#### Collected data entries

-=-=-=-=-

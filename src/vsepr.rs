//! Electron-pair geometry around the central atom (AXE classification).
//!
//! Every bond to the center is one electron domain regardless of its order;
//! each lone pair on the center is another.

use std::fmt;

use petgraph::graph::NodeIndex;

use crate::mol::LewisStructure;
use crate::rules::central_bonds;

#[derive(Debug, Clone, Copy, PartialEq, Eq, Hash)]
pub enum Hybridization {
    S,
    SP,
    SP2,
    SP3,
    SP3D,
    SP3D2,
    SP3D3,
}

impl Hybridization {
    pub fn label(self) -> &'static str {
        match self {
            Hybridization::S => "s",
            Hybridization::SP => "sp",
            Hybridization::SP2 => "sp2",
            Hybridization::SP3 => "sp3",
            Hybridization::SP3D => "sp3d",
            Hybridization::SP3D2 => "sp3d2",
            Hybridization::SP3D3 => "sp3d3",
        }
    }
}

#[derive(Debug, Clone, Copy, PartialEq, Eq, Hash)]
pub enum ElectronGeometry {
    Linear,
    TrigonalPlanar,
    Tetrahedral,
    TrigonalBipyramidal,
    Octahedral,
    PentagonalBipyramidal,
}

impl ElectronGeometry {
    pub fn name(self) -> &'static str {
        match self {
            ElectronGeometry::Linear => "linear",
            ElectronGeometry::TrigonalPlanar => "trigonal planar",
            ElectronGeometry::Tetrahedral => "tetrahedral",
            ElectronGeometry::TrigonalBipyramidal => "trigonal bipyramidal",
            ElectronGeometry::Octahedral => "octahedral",
            ElectronGeometry::PentagonalBipyramidal => "pentagonal bipyramidal",
        }
    }

    /// Geometry, hybridization and ideal angle for a bare domain count.
    fn for_pairs(pairs: u8) -> Option<(ElectronGeometry, Hybridization, &'static str)> {
        use ElectronGeometry::*;
        use Hybridization::*;
        Some(match pairs {
            1 => (Linear, S, NO_ANGLE),
            2 => (Linear, SP, "180°"),
            3 => (TrigonalPlanar, SP2, "120°"),
            4 => (Tetrahedral, SP3, "109.5°"),
            5 => (TrigonalBipyramidal, SP3D, "90°, 120°"),
            6 => (Octahedral, SP3D2, "90°"),
            7 => (PentagonalBipyramidal, SP3D3, "72°, 90°"),
            _ => return None,
        })
    }

    /// The molecular shape that shares this geometry's name.
    fn as_shape(self) -> Shape {
        match self {
            ElectronGeometry::Linear => Shape::Linear,
            ElectronGeometry::TrigonalPlanar => Shape::TrigonalPlanar,
            ElectronGeometry::Tetrahedral => Shape::Tetrahedral,
            ElectronGeometry::TrigonalBipyramidal => Shape::TrigonalBipyramidal,
            ElectronGeometry::Octahedral => Shape::Octahedral,
            ElectronGeometry::PentagonalBipyramidal => Shape::PentagonalBipyramidal,
        }
    }
}

#[derive(Debug, Clone, Copy, PartialEq, Eq, Hash)]
pub enum Shape {
    NoBondedAtoms,
    Linear,
    Bent,
    TrigonalPlanar,
    TrigonalPyramidal,
    Tetrahedral,
    Seesaw,
    TShaped,
    Planar,
    TrigonalBipyramidal,
    SquarePyramidal,
    SquarePlanar,
    Octahedral,
    PentagonalPlanar,
    PentagonalPyramidal,
    PentagonalBipyramidal,
}

impl Shape {
    pub fn name(self) -> &'static str {
        match self {
            Shape::NoBondedAtoms => "no bonded atoms",
            Shape::Linear => "linear",
            Shape::Bent => "bent",
            Shape::TrigonalPlanar => "trigonal planar",
            Shape::TrigonalPyramidal => "trigonal pyramidal",
            Shape::Tetrahedral => "tetrahedral",
            Shape::Seesaw => "seesaw",
            Shape::TShaped => "T-shaped",
            Shape::Planar => "planar",
            Shape::TrigonalBipyramidal => "trigonal bipyramidal",
            Shape::SquarePyramidal => "square pyramidal",
            Shape::SquarePlanar => "square planar",
            Shape::Octahedral => "octahedral",
            Shape::PentagonalPlanar => "pentagonal planar",
            Shape::PentagonalPyramidal => "pentagonal pyramidal",
            Shape::PentagonalBipyramidal => "pentagonal bipyramidal",
        }
    }
}

macro_rules! impl_display_via {
    ($ty:ident, $method:ident) => {
        impl fmt::Display for $ty {
            fn fmt(&self, f: &mut fmt::Formatter<'_>) -> fmt::Result {
                f.write_str(self.$method())
            }
        }
    };
}

impl_display_via!(Hybridization, label);
impl_display_via!(ElectronGeometry, name);
impl_display_via!(Shape, name);

const NO_ANGLE: &str = "no bond angle";

struct Row {
    bond_pairs: u8,
    lone_pairs: u8,
    geometry: ElectronGeometry,
    shape: Shape,
    hybridization: Hybridization,
    angle: &'static str,
}

macro_rules! row {
    ($bp:literal, $lp:literal, $geom:ident, $shape:ident, $hyb:ident, $angle:expr) => {
        Row {
            bond_pairs: $bp,
            lone_pairs: $lp,
            geometry: ElectronGeometry::$geom,
            shape: Shape::$shape,
            hybridization: Hybridization::$hyb,
            angle: $angle,
        }
    };
}

// Keyed by (bond pairs, lone pairs); valence pairs is their sum.
static TABLE: [Row; 28] = [
    row!(1, 0, Linear, Linear, S, NO_ANGLE),
    row!(2, 0, Linear, Linear, SP, "180°"),
    row!(1, 1, Linear, Linear, SP, NO_ANGLE),
    row!(3, 0, TrigonalPlanar, TrigonalPlanar, SP2, "120°"),
    row!(2, 1, TrigonalPlanar, Bent, SP2, "<120°"),
    row!(1, 2, TrigonalPlanar, Linear, SP2, NO_ANGLE),
    row!(4, 0, Tetrahedral, Tetrahedral, SP3, "109.5°"),
    row!(3, 1, Tetrahedral, TrigonalPyramidal, SP3, "<109.5° (~107°)"),
    row!(2, 2, Tetrahedral, Bent, SP3, "<109.5° (~104.5°)"),
    row!(1, 3, Tetrahedral, Linear, SP3, NO_ANGLE),
    row!(5, 0, TrigonalBipyramidal, TrigonalBipyramidal, SP3D, "90°, 120°"),
    row!(4, 1, TrigonalBipyramidal, Seesaw, SP3D, "<90°, <120°"),
    row!(3, 2, TrigonalBipyramidal, TShaped, SP3D, "<90°"),
    row!(2, 3, TrigonalBipyramidal, Linear, SP3D, "180°"),
    row!(1, 4, TrigonalBipyramidal, Linear, SP3D, NO_ANGLE),
    row!(6, 0, Octahedral, Octahedral, SP3D2, "90°"),
    row!(5, 1, Octahedral, SquarePyramidal, SP3D2, "<90°"),
    row!(4, 2, Octahedral, SquarePlanar, SP3D2, "90°"),
    row!(3, 3, Octahedral, TShaped, SP3D2, "<90°"),
    row!(2, 4, Octahedral, Linear, SP3D2, "180°"),
    row!(1, 5, Octahedral, Linear, SP3D2, NO_ANGLE),
    row!(7, 0, PentagonalBipyramidal, PentagonalBipyramidal, SP3D3, "72°, 90°"),
    row!(6, 1, PentagonalBipyramidal, PentagonalPyramidal, SP3D3, "72°, 90°"),
    row!(5, 2, PentagonalBipyramidal, PentagonalPlanar, SP3D3, "72°"),
    // Lone pairs take both axial sites first, then spread around the ring.
    row!(4, 3, PentagonalBipyramidal, Planar, SP3D3, "72°, 144°"),
    row!(3, 4, PentagonalBipyramidal, Planar, SP3D3, "72°, 144°"),
    row!(2, 5, PentagonalBipyramidal, Bent, SP3D3, "144°"),
    row!(1, 6, PentagonalBipyramidal, Linear, SP3D3, NO_ANGLE),
];

/// VSEPR classification of one structure's central atom.
#[derive(Debug, Clone, Copy, PartialEq, Eq)]
pub struct VseprInfo {
    pub valence_pairs: u8,
    pub bond_pairs: u8,
    pub lone_pairs: u8,
    pub electron_geometry: ElectronGeometry,
    pub shape: Shape,
    pub hybridization: Hybridization,
    pub bond_angle: &'static str,
    /// Bonds anywhere in the structure (one σ each).
    pub sigma_bonds: u8,
    /// Extra bond order anywhere in the structure.
    pub pi_bonds: u8,
    /// `false` when no table row matched and the result was derived from the
    /// domain count alone.
    pub from_table: bool,
}

/// Classifies the electron domains around `central`.
///
/// Returns `None` if `central` is not an atom of `structure` or the domain
/// count falls outside 1–7.
pub fn classify(structure: &LewisStructure, central: NodeIndex) -> Option<VseprInfo> {
    if !structure.contains_atom(central) {
        return None;
    }

    let bond_pairs = central_bonds(structure, central).count() as u8;
    let lone_pairs = structure.atom(central).lone_pairs;
    let valence_pairs = bond_pairs + lone_pairs;

    let sigma_bonds = structure.bond_count() as u8;
    let pi_bonds: u8 = structure
        .bonds()
        .map(|e| structure.bond(e).order.pi_bonds())
        .sum();

    let base = VseprInfo {
        valence_pairs,
        bond_pairs,
        lone_pairs,
        electron_geometry: ElectronGeometry::Linear,
        shape: Shape::Linear,
        hybridization: Hybridization::S,
        bond_angle: NO_ANGLE,
        sigma_bonds,
        pi_bonds,
        from_table: true,
    };

    if let Some(row) = TABLE
        .iter()
        .find(|r| r.bond_pairs == bond_pairs && r.lone_pairs == lone_pairs)
    {
        return Some(VseprInfo {
            electron_geometry: row.geometry,
            shape: row.shape,
            hybridization: row.hybridization,
            bond_angle: row.angle,
            ..base
        });
    }

    let (geometry, hybridization, angle) = ElectronGeometry::for_pairs(valence_pairs)?;
    let shape = match bond_pairs {
        0 => Shape::NoBondedAtoms,
        1 => Shape::Linear,
        _ => geometry.as_shape(),
    };
    Some(VseprInfo {
        electron_geometry: geometry,
        shape,
        hybridization,
        bond_angle: angle,
        from_table: false,
        ..base
    })
}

-=-=-=-=-

#### Work request
Copy out all lines above holding "TShaped".

#### Task output
    TShaped,
            Shape::TShaped => "T-shaped",
    row!(3, 2, TrigonalBipyramidal, TShaped, SP3D, "<90°"),
    row!(3, 3, Octahedral, TShaped, SP3D2, "<90°"),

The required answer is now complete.